**WHAT YOU ARE ASKED TO DO**
Take from the listing each line that has the string "ReportEngine".

**SUPPLIED RECORDS**
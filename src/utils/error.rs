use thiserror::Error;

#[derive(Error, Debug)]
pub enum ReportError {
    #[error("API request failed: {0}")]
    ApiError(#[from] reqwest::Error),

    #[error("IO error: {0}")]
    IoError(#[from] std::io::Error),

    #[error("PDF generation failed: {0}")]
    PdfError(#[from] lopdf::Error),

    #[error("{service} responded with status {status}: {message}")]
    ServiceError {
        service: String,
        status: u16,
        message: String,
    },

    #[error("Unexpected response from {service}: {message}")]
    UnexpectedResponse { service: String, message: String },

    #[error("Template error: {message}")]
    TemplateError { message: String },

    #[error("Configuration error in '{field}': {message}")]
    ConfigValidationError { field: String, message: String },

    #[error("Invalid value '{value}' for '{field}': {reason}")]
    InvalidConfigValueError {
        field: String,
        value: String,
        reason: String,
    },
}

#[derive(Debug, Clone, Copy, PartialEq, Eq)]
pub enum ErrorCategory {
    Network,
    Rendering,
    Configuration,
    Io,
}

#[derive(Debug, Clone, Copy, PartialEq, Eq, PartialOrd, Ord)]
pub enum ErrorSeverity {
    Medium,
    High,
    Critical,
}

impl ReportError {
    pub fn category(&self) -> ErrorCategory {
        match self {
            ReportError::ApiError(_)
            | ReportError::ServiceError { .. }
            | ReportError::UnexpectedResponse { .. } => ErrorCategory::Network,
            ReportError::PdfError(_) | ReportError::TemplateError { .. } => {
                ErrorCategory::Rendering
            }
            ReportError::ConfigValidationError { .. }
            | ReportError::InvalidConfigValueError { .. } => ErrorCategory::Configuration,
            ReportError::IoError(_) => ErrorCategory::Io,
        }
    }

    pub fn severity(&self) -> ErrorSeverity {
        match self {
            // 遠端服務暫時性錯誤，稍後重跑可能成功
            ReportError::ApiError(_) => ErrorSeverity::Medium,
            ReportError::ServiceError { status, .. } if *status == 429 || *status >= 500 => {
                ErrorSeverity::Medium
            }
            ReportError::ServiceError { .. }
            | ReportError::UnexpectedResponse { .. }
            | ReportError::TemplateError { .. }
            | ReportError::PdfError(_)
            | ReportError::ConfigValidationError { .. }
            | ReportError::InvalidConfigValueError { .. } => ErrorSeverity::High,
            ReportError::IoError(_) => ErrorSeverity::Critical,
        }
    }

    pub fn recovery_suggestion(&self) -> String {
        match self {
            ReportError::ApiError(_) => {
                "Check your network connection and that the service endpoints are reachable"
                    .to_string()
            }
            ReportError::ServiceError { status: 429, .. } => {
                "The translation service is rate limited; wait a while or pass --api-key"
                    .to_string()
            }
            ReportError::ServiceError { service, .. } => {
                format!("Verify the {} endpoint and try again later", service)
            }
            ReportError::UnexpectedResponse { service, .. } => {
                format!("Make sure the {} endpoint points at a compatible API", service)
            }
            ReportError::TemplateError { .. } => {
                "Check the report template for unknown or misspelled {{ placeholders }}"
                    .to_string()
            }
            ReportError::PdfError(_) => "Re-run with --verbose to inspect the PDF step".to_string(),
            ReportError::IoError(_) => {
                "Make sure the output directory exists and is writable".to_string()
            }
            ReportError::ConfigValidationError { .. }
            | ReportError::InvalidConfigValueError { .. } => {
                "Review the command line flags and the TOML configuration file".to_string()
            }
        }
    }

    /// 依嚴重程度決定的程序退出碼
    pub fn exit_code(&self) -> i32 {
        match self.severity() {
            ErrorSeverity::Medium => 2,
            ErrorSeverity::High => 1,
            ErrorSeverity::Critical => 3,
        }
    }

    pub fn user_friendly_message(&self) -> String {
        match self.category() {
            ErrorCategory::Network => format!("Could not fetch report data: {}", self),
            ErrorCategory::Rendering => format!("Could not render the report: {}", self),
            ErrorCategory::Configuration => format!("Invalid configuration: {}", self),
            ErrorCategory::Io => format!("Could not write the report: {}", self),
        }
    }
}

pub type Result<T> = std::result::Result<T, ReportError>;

* * *

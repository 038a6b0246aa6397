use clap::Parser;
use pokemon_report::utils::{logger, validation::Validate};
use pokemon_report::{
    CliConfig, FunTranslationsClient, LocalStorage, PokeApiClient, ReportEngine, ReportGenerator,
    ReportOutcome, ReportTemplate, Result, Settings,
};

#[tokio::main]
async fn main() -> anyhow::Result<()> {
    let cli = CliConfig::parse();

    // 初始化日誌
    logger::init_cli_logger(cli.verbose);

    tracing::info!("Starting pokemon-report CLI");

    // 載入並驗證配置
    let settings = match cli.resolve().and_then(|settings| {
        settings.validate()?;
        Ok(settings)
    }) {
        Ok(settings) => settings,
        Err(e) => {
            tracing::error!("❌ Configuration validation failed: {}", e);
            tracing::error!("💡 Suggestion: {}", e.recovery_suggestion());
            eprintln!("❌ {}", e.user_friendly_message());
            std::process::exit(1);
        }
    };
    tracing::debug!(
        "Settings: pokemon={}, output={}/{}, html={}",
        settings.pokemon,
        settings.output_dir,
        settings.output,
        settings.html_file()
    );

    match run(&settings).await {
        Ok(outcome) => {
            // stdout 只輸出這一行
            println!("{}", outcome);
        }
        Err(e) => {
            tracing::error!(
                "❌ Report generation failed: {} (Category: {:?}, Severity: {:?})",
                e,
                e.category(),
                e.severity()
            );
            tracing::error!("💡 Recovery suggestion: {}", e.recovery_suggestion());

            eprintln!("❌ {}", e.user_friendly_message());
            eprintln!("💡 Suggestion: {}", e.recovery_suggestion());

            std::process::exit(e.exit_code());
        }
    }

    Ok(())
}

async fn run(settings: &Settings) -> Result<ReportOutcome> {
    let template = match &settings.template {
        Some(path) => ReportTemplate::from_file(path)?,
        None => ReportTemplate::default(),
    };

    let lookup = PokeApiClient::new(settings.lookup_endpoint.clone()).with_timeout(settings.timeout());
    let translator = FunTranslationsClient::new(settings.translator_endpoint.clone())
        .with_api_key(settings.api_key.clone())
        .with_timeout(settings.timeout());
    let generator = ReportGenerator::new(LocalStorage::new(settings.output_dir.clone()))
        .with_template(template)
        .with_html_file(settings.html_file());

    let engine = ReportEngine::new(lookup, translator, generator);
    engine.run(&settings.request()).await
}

**RESULT**
    CliConfig, FunTranslationsClient, LocalStorage, PokeApiClient, ReportEngine, ReportGenerator,
    let engine = ReportEngine::new(lookup, translator, generator);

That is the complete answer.